**AIM OF THE EXERCISE:** The full set of entries needs to be reproduced exactly.

:: INPUT RECORDS ::

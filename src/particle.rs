use crate::error::{Error, Result};
use rand::Rng;
use serde::{Deserialize, Serialize};
use std::ops::Range;

/// Radius range for randomly created particles, in pixels.
pub const RADIUS_RANGE: Range<f64> = 1.0..3.0;
/// Upward speed range for randomly created particles, in pixels per frame.
pub const SPEED_RANGE: Range<f64> = 0.1..0.6;

#[derive(Debug, Clone, Copy, PartialEq, Serialize, Deserialize)]
pub struct Color {
    pub r: f32,
    pub g: f32,
    pub b: f32,
}

impl Color {
    pub const fn rgb(r: f32, g: f32, b: f32) -> Self {
        Self { r, g, b }
    }
}

/// The two colors a particle may be drawn with.
pub type Palette = [Color; 2];

pub const DEFAULT_PALETTE: Palette = [
    Color::rgb(0.0, 0.74, 0.83),
    Color::rgb(0.92, 0.92, 0.96),
];

/// A single drifting particle. Identity is its index in the owning field.
#[derive(Debug, Clone, PartialEq)]
pub struct Particle {
    pub x: f64,
    pub y: f64,
    pub radius: f64,
    pub color: Color,
    pub speed: f64,
}

impl Particle {
    /// Create a particle after validating its attributes.
    ///
    /// Errors with `Error::InvalidParam` if any value is non-finite or if
    /// `radius` or `speed` is not positive.
    pub fn new(x: f64, y: f64, radius: f64, color: Color, speed: f64) -> Result<Self> {
        if !x.is_finite() || !y.is_finite() {
            return Err(Error::InvalidParam("position must be finite".into()));
        }
        if !radius.is_finite() || radius <= 0.0 {
            return Err(Error::InvalidParam("radius must be finite and > 0".into()));
        }
        if !speed.is_finite() || speed <= 0.0 {
            return Err(Error::InvalidParam("speed must be finite and > 0".into()));
        }
        Ok(Self {
            x,
            y,
            radius,
            color,
            speed,
        })
    }

    /// Sample a particle uniformly inside a `width` x `height` surface.
    ///
    /// Both bounds must be positive; `ParticleField::create` checks them once for the whole field.
    pub(crate) fn random<R: Rng + ?Sized>(rng: &mut R, width: f64, height: f64, palette: &Palette) -> Self {
        Self {
            x: rng.gen_range(0.0..width),
            y: rng.gen_range(0.0..height),
            radius: rng.gen_range(RADIUS_RANGE),
            color: palette[rng.gen_range(0..palette.len())],
            speed: rng.gen_range(SPEED_RANGE),
        }
    }

    /// Move up by `speed`, reappearing at the bottom edge once above the top.
    #[inline]
    pub fn drift(&mut self, height: f64) {
        self.y -= self.speed;
        if self.y < 0.0 {
            self.y = height;
        }
    }
}

#[cfg(test)]
mod tests {
    use super::*;
    use rand::{rngs::StdRng, SeedableRng};

    #[test]
    fn new_particle_ok() -> Result<()> {
        let p = Particle::new(4.0, 8.0, 2.0, DEFAULT_PALETTE[0], 0.5)?;
        assert_eq!(p.x, 4.0);
        assert_eq!(p.y, 8.0);
        assert_eq!(p.radius, 2.0);
        assert_eq!(p.speed, 0.5);
        Ok(())
    }

    #[test]
    fn invalid_radius_rejected() {
        let err = Particle::new(0.0, 0.0, 0.0, DEFAULT_PALETTE[0], 0.5).unwrap_err();
        assert!(err.to_string().contains("radius"));
    }

    #[test]
    fn invalid_speed_rejected() {
        let err = Particle::new(0.0, 0.0, 1.0, DEFAULT_PALETTE[0], -1.0).unwrap_err();
        assert!(err.to_string().contains("speed"));
        let err = Particle::new(f64::NAN, 0.0, 1.0, DEFAULT_PALETTE[0], 1.0).unwrap_err();
        assert!(err.to_string().contains("position"));
    }

    #[test]
    fn random_particles_respect_ranges() {
        let mut rng = StdRng::seed_from_u64(42);
        for _ in 0..1000 {
            let p = Particle::random(&mut rng, 640.0, 480.0, &DEFAULT_PALETTE);
            assert!((0.0..640.0).contains(&p.x));
            assert!((0.0..480.0).contains(&p.y));
            assert!(RADIUS_RANGE.contains(&p.radius));
            assert!(SPEED_RANGE.contains(&p.speed));
            assert!(DEFAULT_PALETTE.contains(&p.color));
        }
    }

    #[test]
    fn both_palette_colors_are_used() {
        let mut rng = StdRng::seed_from_u64(3);
        let picks: Vec<Color> = (0..200)
            .map(|_| Particle::random(&mut rng, 10.0, 10.0, &DEFAULT_PALETTE).color)
            .collect();
        assert!(picks.contains(&DEFAULT_PALETTE[0]));
        assert!(picks.contains(&DEFAULT_PALETTE[1]));
    }

    #[test]
    fn drift_wraps_to_bottom_keeping_x() -> Result<()> {
        let mut p = Particle::new(12.0, 0.3, 1.0, DEFAULT_PALETTE[1], 0.5)?;
        p.drift(100.0);
        assert_eq!(p.y, 100.0);
        assert_eq!(p.x, 12.0);
        p.drift(100.0);
        assert_eq!(p.y, 99.5);
        Ok(())
    }

    #[test]
    fn drift_to_exactly_zero_does_not_wrap() -> Result<()> {
        let mut p = Particle::new(0.0, 0.5, 1.0, DEFAULT_PALETTE[0], 0.5)?;
        p.drift(50.0);
        assert_eq!(p.y, 0.0);
        Ok(())
    }
}
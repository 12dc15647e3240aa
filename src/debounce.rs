use std::time::{Duration, Instant};

/// Holds back a stream of values until it has been quiet for `delay`.
///
/// Only the most recent value survives a burst.
#[derive(Debug)]
pub struct Debounce<T> {
    delay: Duration,
    pending: Option<(T, Instant)>,
}

impl<T> Debounce<T> {
    pub fn new(delay: Duration) -> Self {
        Self {
            delay,
            pending: None,
        }
    }

    pub fn delay(&self) -> Duration {
        self.delay
    }

    pub fn is_pending(&self) -> bool {
        self.pending.is_some()
    }

    /// Replace any pending value and restart the quiet period at `now`.
    pub fn push(&mut self, value: T, now: Instant) {
        self.pending = Some((value, now));
    }

    /// Take the pending value if the quiet period has elapsed by `now`.
    pub fn poll(&mut self, now: Instant) -> Option<T> {
        match &self.pending {
            Some((_, at)) if now.saturating_duration_since(*at) >= self.delay => {
                self.pending.take().map(|(value, _)| value)
            }
            _ => None,
        }
    }

    /// Time left until the pending value is released, if any.
    pub fn remaining(&self, now: Instant) -> Option<Duration> {
        self.pending
            .as_ref()
            .map(|(_, at)| self.delay.saturating_sub(now.saturating_duration_since(*at)))
    }
}
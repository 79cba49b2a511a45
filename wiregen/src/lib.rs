//! Dependency injection source generator based on [wiregen_di].
//!
//! A program asks for services by calling a static `Resolve<T>()` method on a services class,
//! which does not exist until it is generated. This crate ties the resolution engine together with
//! everything needed to produce that class: the scaffolding types the generated code relies on,
//! configuration of the generated names, a pluggable [RequestSource](discovery::RequestSource) for
//! finding out which types are requested, and the [Generator](generator::Generator) itself, which
//! turns every failure into a single [Diagnostic](wiregen_di::Diagnostic) instead of partial
//! output.
//!
//! Catalogs can be built directly, or read from a [Manifest](manifest::Manifest) file.

pub mod config;
pub mod discovery;
pub mod generator;
pub mod logging;
pub mod manifest;
pub mod scaffolding;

:::

**OUTPUT FOR THIS TASK:**
filename src/particle.rs
use crate::error::{Error, Result};
use rand::Rng;
use serde::{Deserialize, Serialize};
use std::ops::Range;

/// Radius range for randomly created particles, in pixels.
pub const RADIUS_RANGE: Range<f64> = 1.0..3.0;
/// Upward speed range for randomly created particles, in pixels per frame.
pub const SPEED_RANGE: Range<f64> = 0.1..0.6;

#[derive(Debug, Clone, Copy, PartialEq, Serialize, Deserialize)]
pub struct Color {
    pub r: f32,
    pub g: f32,
    pub b: f32,
}

impl Color {
    pub const fn rgb(r: f32, g: f32, b: f32) -> Self {
        Self { r, g, b }
    }
}

/// The two colors a particle may be drawn with.
pub type Palette = [Color; 2];

pub const DEFAULT_PALETTE: Palette = [
    Color::rgb(0.0, 0.74, 0.83),
    Color::rgb(0.92, 0.92, 0.96),
];

/// A single drifting particle. Identity is its index in the owning field.
#[derive(Debug, Clone, PartialEq)]
pub struct Particle {
    pub x: f64,
    pub y: f64,
    pub radius: f64,
    pub color: Color,
    pub speed: f64,
}

impl Particle {
    /// Create a particle after validating its attributes.
    ///
    /// Errors with `Error::InvalidParam` if any value is non-finite or if
    /// `radius` or `speed` is not positive.
    pub fn new(x: f64, y: f64, radius: f64, color: Color, speed: f64) -> Result<Self> {
        if !x.is_finite() || !y.is_finite() {
            return Err(Error::InvalidParam("position must be finite".into()));
        }
        if !radius.is_finite() || radius <= 0.0 {
            return Err(Error::InvalidParam("radius must be finite and > 0".into()));
        }
        if !speed.is_finite() || speed <= 0.0 {
            return Err(Error::InvalidParam("speed must be finite and > 0".into()));
        }
        Ok(Self {
            x,
            y,
            radius,
            color,
            speed,
        })
    }

    /// Sample a particle uniformly inside a `width` x `height` surface.
    ///
    /// Both bounds must be positive; `ParticleField::create` checks them once for the whole field.
    pub(crate) fn random<R: Rng + ?Sized>(rng: &mut R, width: f64, height: f64, palette: &Palette) -> Self {
        Self {
            x: rng.gen_range(0.0..width),
            y: rng.gen_range(0.0..height),
            radius: rng.gen_range(RADIUS_RANGE),
            color: palette[rng.gen_range(0..palette.len())],
            speed: rng.gen_range(SPEED_RANGE),
        }
    }

    /// Move up by `speed`, reappearing at the bottom edge once above the top.
    #[inline]
    pub fn drift(&mut self, height: f64) {
        self.y -= self.speed;
        if self.y < 0.0 {
            self.y = height;
        }
    }
}

#[cfg(test)]
mod tests {
    use super::*;
    use rand::{rngs::StdRng, SeedableRng};

    #[test]
    fn new_particle_ok() -> Result<()> {
        let p = Particle::new(4.0, 8.0, 2.0, DEFAULT_PALETTE[0], 0.5)?;
        assert_eq!(p.x, 4.0);
        assert_eq!(p.y, 8.0);
        assert_eq!(p.radius, 2.0);
        assert_eq!(p.speed, 0.5);
        Ok(())
    }

    #[test]
    fn invalid_radius_rejected() {
        let err = Particle::new(0.0, 0.0, 0.0, DEFAULT_PALETTE[0], 0.5).unwrap_err();
        assert!(err.to_string().contains("radius"));
    }

    #[test]
    fn invalid_speed_rejected() {
        let err = Particle::new(0.0, 0.0, 1.0, DEFAULT_PALETTE[0], -1.0).unwrap_err();
        assert!(err.to_string().contains("speed"));
        let err = Particle::new(f64::NAN, 0.0, 1.0, DEFAULT_PALETTE[0], 1.0).unwrap_err();
        assert!(err.to_string().contains("position"));
    }

    #[test]
    fn random_particles_respect_ranges() {
        let mut rng = StdRng::seed_from_u64(42);
        for _ in 0..1000 {
            let p = Particle::random(&mut rng, 640.0, 480.0, &DEFAULT_PALETTE);
            assert!((0.0..640.0).contains(&p.x));
            assert!((0.0..480.0).contains(&p.y));
            assert!(RADIUS_RANGE.contains(&p.radius));
            assert!(SPEED_RANGE.contains(&p.speed));
            assert!(DEFAULT_PALETTE.contains(&p.color));
        }
    }

    #[test]
    fn both_palette_colors_are_used() {
        let mut rng = StdRng::seed_from_u64(3);
        let picks: Vec<Color> = (0..200)
            .map(|_| Particle::random(&mut rng, 10.0, 10.0, &DEFAULT_PALETTE).color)
            .collect();
        assert!(picks.contains(&DEFAULT_PALETTE[0]));
        assert!(picks.contains(&DEFAULT_PALETTE[1]));
    }

    #[test]
    fn drift_wraps_to_bottom_keeping_x() -> Result<()> {
        let mut p = Particle::new(12.0, 0.3, 1.0, DEFAULT_PALETTE[1], 0.5)?;
        p.drift(100.0);
        assert_eq!(p.y, 100.0);
        assert_eq!(p.x, 12.0);
        p.drift(100.0);
        assert_eq!(p.y, 99.5);
        Ok(())
    }

    #[test]
    fn drift_to_exactly_zero_does_not_wrap() -> Result<()> {
        let mut p = Particle::new(0.0, 0.5, 1.0, DEFAULT_PALETTE[0], 0.5)?;
        p.drift(50.0);
        assert_eq!(p.y, 0.0);
        Ok(())
    }
}
repository 12dc15647e3240aa
filename src/debounce.rs
use std::time::{Duration, Instant};

/// Holds back a stream of values until it has been quiet for `delay`.
///
/// Only the most recent value survives a burst.
#[derive(Debug)]
pub struct Debounce<T> {
    delay: Duration,
    pending: Option<(T, Instant)>,
}

impl<T> Debounce<T> {
    pub fn new(delay: Duration) -> Self {
        Self {
            delay,
            pending: None,
        }
    }

    pub fn delay(&self) -> Duration {
        self.delay
    }

    pub fn is_pending(&self) -> bool {
        self.pending.is_some()
    }

    /// Replace any pending value and restart the quiet period at `now`.
    pub fn push(&mut self, value: T, now: Instant) {
        self.pending = Some((value, now));
    }

    /// Take the pending value if the quiet period has elapsed by `now`.
    pub fn poll(&mut self, now: Instant) -> Option<T> {
        match &self.pending {
            Some((_, at)) if now.saturating_duration_since(*at) >= self.delay => {
                self.pending.take().map(|(value, _)| value)
            }
            _ => None,
        }
    }

    /// Time left until the pending value is released, if any.
    pub fn remaining(&self, now: Instant) -> Option<Duration> {
        self.pending
            .as_ref()
            .map(|(_, at)| self.delay.saturating_sub(now.saturating_duration_since(*at)))
    }
}
repository 79cba49b2a511a45
filename wiregen/src/lib.rs
//! Dependency injection source generator based on [wiregen_di].
//!
//! A program asks for services by calling a static `Resolve<T>()` method on a services class,
//! which does not exist until it is generated. This crate ties the resolution engine together with
//! everything needed to produce that class: the scaffolding types the generated code relies on,
//! configuration of the generated names, a pluggable [RequestSource](discovery::RequestSource) for
//! finding out which types are requested, and the [Generator](generator::Generator) itself, which
//! turns every failure into a single [Diagnostic](wiregen_di::Diagnostic) instead of partial
//! output.
//!
//! Catalogs can be built directly, or read from a [Manifest](manifest::Manifest) file.

pub mod config;
pub mod discovery;
pub mod generator;
pub mod logging;
pub mod manifest;
pub mod scaffolding;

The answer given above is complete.